- Libongo Location within Democratic Republic of the Congo
- Coordinates: 3°25′49″N 23°47′45″E﻿ / ﻿3.4302864°N 23.7958062°E
- Country: Democratic Republic of the Congo
- Province: Bas-Uélé
- Territory: Aketi Territory
- Elevation: 410 m (1,350 ft)

= Libogo =

Libongo or Libogo is a village in the Bas-Uélé province of the Democratic Republic of the Congo.

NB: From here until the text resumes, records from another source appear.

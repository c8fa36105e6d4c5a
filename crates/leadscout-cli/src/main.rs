mod cache;
mod chains;
mod export;
mod geo;
mod pipeline;
mod places;
mod record;

use std::env;
use std::num::NonZeroU32;
use std::path::PathBuf;

use clap::Parser;
use leadscout_crawler::{CrawlerConfig, OnError, Throttle};
use tokio::runtime;

use crate::cache::Cache;
use crate::record::{PlaceRecord, NOT_AVAILABLE};

/// Business lead discovery: places search, website crawl, contact email
/// ranking
#[derive(Debug, Parser)]
#[command(version)]
pub struct Args {
    #[command(subcommand)]
    pub cmd: SubCommand,
}

#[derive(Debug, clap::Subcommand)]
pub enum SubCommand {
    /// Search an area for businesses, crawl their websites for contact
    /// emails and export a CSV
    Find(FindArgs),
    /// Crawl a single website and print its ranked contact addresses
    Emails(EmailsArgs),
    /// Re-export a cache file as CSV
    Export(ExportArgs),
}

#[derive(Debug, clap::Args)]
pub struct FindArgs {
    /// Center of the search (address or city)
    #[arg(long, short = 'c', default_value = "Oklahoma City, OK")]
    pub search_center: String,
    /// Radius of each batch search, in km
    #[arg(long, short = 'r', default_value_t = 5.0)]
    pub search_radius: f64,
    /// Distance to move the center between batches, in km
    #[arg(long, short = 'd', default_value_t = 2.5)]
    pub distance: f64,
    /// Bearing of center moves, in degrees from north
    #[arg(long, short = 'b', default_value_t = 180.0)]
    pub bearing: f64,
    /// Number of businesses to retrieve
    #[arg(long, short = 'n', default_value_t = 20)]
    pub number: usize,
    /// Type of business to search for
    #[arg(long, short = 't', default_value = "restaurant")]
    pub business_type: String,
    /// Output CSV file
    #[arg(long, short = 'o', default_value = "businesses.csv")]
    pub output: PathBuf,
    /// Google API key
    #[arg(long, short = 'a', env = "GOOGLE_API_KEY", hide_env_values = true)]
    pub api_key: String,
    /// Directory holding the per-category cache files
    #[arg(long, default_value = ".")]
    pub cache_dir: PathBuf,
    #[command(flatten)]
    pub crawl: CrawlOpts,
    /// When quiet no logs are outputted
    #[arg(long, short)]
    pub quiet: bool,
}

#[derive(Debug, clap::Args)]
pub struct EmailsArgs {
    /// Website URL to crawl
    pub url: String,
    #[command(flatten)]
    pub crawl: CrawlOpts,
    /// When quiet no logs are outputted
    #[arg(long, short)]
    pub quiet: bool,
}

#[derive(Debug, clap::Args)]
pub struct ExportArgs {
    /// Cache file to export
    pub cache_file: PathBuf,
    /// Output CSV file
    #[arg(long, short = 'o', default_value = "businesses.csv")]
    pub output: PathBuf,
}

/// Per-site crawler overrides.
#[derive(Debug, clap::Args)]
pub struct CrawlOpts {
    /// Override the maximum concurrent page downloads
    #[arg(long)]
    pub concurrent_downloads: Option<usize>,
    /// Override the number of page processing workers
    #[arg(long)]
    pub num_workers: Option<usize>,
    /// Cap requests per second against a crawled site (0 disables
    /// throttling)
    #[arg(long)]
    pub rps: Option<u32>,
    /// Override the maximum pages fetched per site
    #[arg(long)]
    pub max_pages: Option<usize>,
    /// Override the per-site crawl deadline, in seconds
    #[arg(long)]
    pub crawl_timeout: Option<f32>,
    /// Override the crawler user agent
    #[arg(long)]
    pub user_agent: Option<String>,
    /// Download error handling strategy
    #[arg(long, value_enum)]
    pub on_dl_error: Option<OnError>,
    /// Page processing error handling strategy
    #[arg(long, value_enum)]
    pub on_scrap_error: Option<OnError>,
}

impl From<&CrawlOpts> for CrawlerConfig {
    fn from(opts: &CrawlOpts) -> Self {
        let mut conf = CrawlerConfig::default();
        if let Some(concurrent_downloads) = opts.concurrent_downloads {
            conf.concurrent_downloads = concurrent_downloads;
        }
        if let Some(num_workers) = opts.num_workers {
            conf.num_workers = num_workers;
        }
        if let Some(rps) = opts.rps {
            conf.throttle = NonZeroU32::new(rps).map(Throttle::PerSecond);
        }
        if let Some(max_pages) = opts.max_pages {
            conf.max_pages = Some(max_pages);
        }
        if let Some(crawl_timeout) = opts.crawl_timeout {
            conf.crawl_timeout = Some(crawl_timeout);
        }
        if let Some(user_agent) = &opts.user_agent {
            conf.user_agent = user_agent.to_string();
        }
        if let Some(on_dl_error) = opts.on_dl_error {
            conf.on_dl_error = on_dl_error;
        }
        if let Some(on_scrap_error) = opts.on_scrap_error {
            conf.on_scrap_error = on_scrap_error;
        }
        conf
    }
}

pub fn find(args: FindArgs) -> anyhow::Result<()> {
    let crawler_conf = CrawlerConfig::from(&args.crawl);
    let client = places::PlacesClient::new(args.api_key.clone())?;
    let params = pipeline::SearchParams {
        center: args.search_center.clone(),
        radius_km: args.search_radius,
        step_km: args.distance,
        bearing_deg: args.bearing,
        target_count: args.number,
        business_type: args.business_type.clone(),
    };
    let cache_path = args.cache_dir.join(Cache::file_name(&args.business_type));

    let rt = runtime::Builder::new_multi_thread().enable_all().build()?;
    rt.block_on(pipeline::run(
        &client,
        &params,
        &crawler_conf,
        &cache_path,
        &args.output,
    ))
}

pub fn emails(args: EmailsArgs) -> anyhow::Result<()> {
    let crawler_conf = CrawlerConfig::from(&args.crawl);
    let rt = runtime::Builder::new_multi_thread().enable_all().build()?;
    let found = rt.block_on(leadscout_extract::harvest_emails(&args.url, &crawler_conf))?;
    if found.is_empty() {
        println!("{NOT_AVAILABLE}");
    } else {
        for email in found {
            println!("{email}");
        }
    }
    Ok(())
}

pub fn export(args: ExportArgs) -> anyhow::Result<()> {
    let cache = Cache::load(&args.cache_file)?;
    let mut records: Vec<&PlaceRecord> = cache.records().map(|(_, record)| record).collect();
    records.sort_by(|a, b| a.name.cmp(&b.name));
    export::export_csv(&args.output, records)?;
    println!("Wrote {} records to {}", cache.len(), args.output.display());
    Ok(())
}

fn init_logging(quiet: bool) {
    if quiet {
        return;
    }
    if env::var_os("RUST_LOG").is_none() {
        env::set_var(
            "RUST_LOG",
            "leadscout=info,leadscout_crawler=info,leadscout_extract=info",
        );
    }
    env_logger::init();
}

fn main() -> anyhow::Result<()> {
    let args = Args::parse();

    match args.cmd {
        SubCommand::Find(args) => {
            init_logging(args.quiet);
            find(args)
        }
        SubCommand::Emails(args) => {
            init_logging(args.quiet);
            emails(args)
        }
        SubCommand::Export(args) => {
            init_logging(false);
            export(args)
        }
    }
}

#[cfg(test)]
mod tests {
    use super::*;

    fn no_overrides() -> CrawlOpts {
        CrawlOpts {
            concurrent_downloads: None,
            num_workers: None,
            rps: None,
            max_pages: None,
            crawl_timeout: None,
            user_agent: None,
            on_dl_error: None,
            on_scrap_error: None,
        }
    }

    #[test]
    fn crawl_opts_override_defaults() {
        let opts = CrawlOpts {
            concurrent_downloads: Some(4),
            rps: Some(2),
            max_pages: Some(50),
            ..no_overrides()
        };
        let conf = CrawlerConfig::from(&opts);
        assert_eq!(conf.concurrent_downloads, 4);
        assert!(matches!(conf.throttle, Some(Throttle::PerSecond(n)) if n.get() == 2));
        assert_eq!(conf.max_pages, Some(50));
        assert_eq!(conf.num_workers, CrawlerConfig::default().num_workers);
    }

    #[test]
    fn zero_rps_disables_throttling() {
        let opts = CrawlOpts {
            rps: Some(0),
            ..no_overrides()
        };
        let conf = CrawlerConfig::from(&opts);
        assert!(conf.throttle.is_none());
    }

    #[test]
    fn cli_parses() {
        use clap::CommandFactory;
        Args::command().debug_assert();
    }
}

It was a stop on the defunct Vicicongo line, a railway.

==Location==

Libongo is in the Aketi Territory of Bas-Uélé.
It is at an elevation of about 410 m.
The village is on the RN4 road to the northwest of Likati just past the point where a mixed-use bridge carries the road and railway across the Likati River.
The road continues north to Bondo.
As of 2014 the mixed-use bridge at Libogo was defective and dangerous for road users.

==Former railway==

The Komba–Likati–Libongo–Bondo railway was a branch line from the main Vicicongo line from Aketi to Neja-Mawa.
The line was built by the Société des Chemins de Fer Vicinaux du Congo.
The 11 km section from Likati to Libogo opened in September 1927.
The 53 km section from Libogo to Bondo opened on 15 May 1928.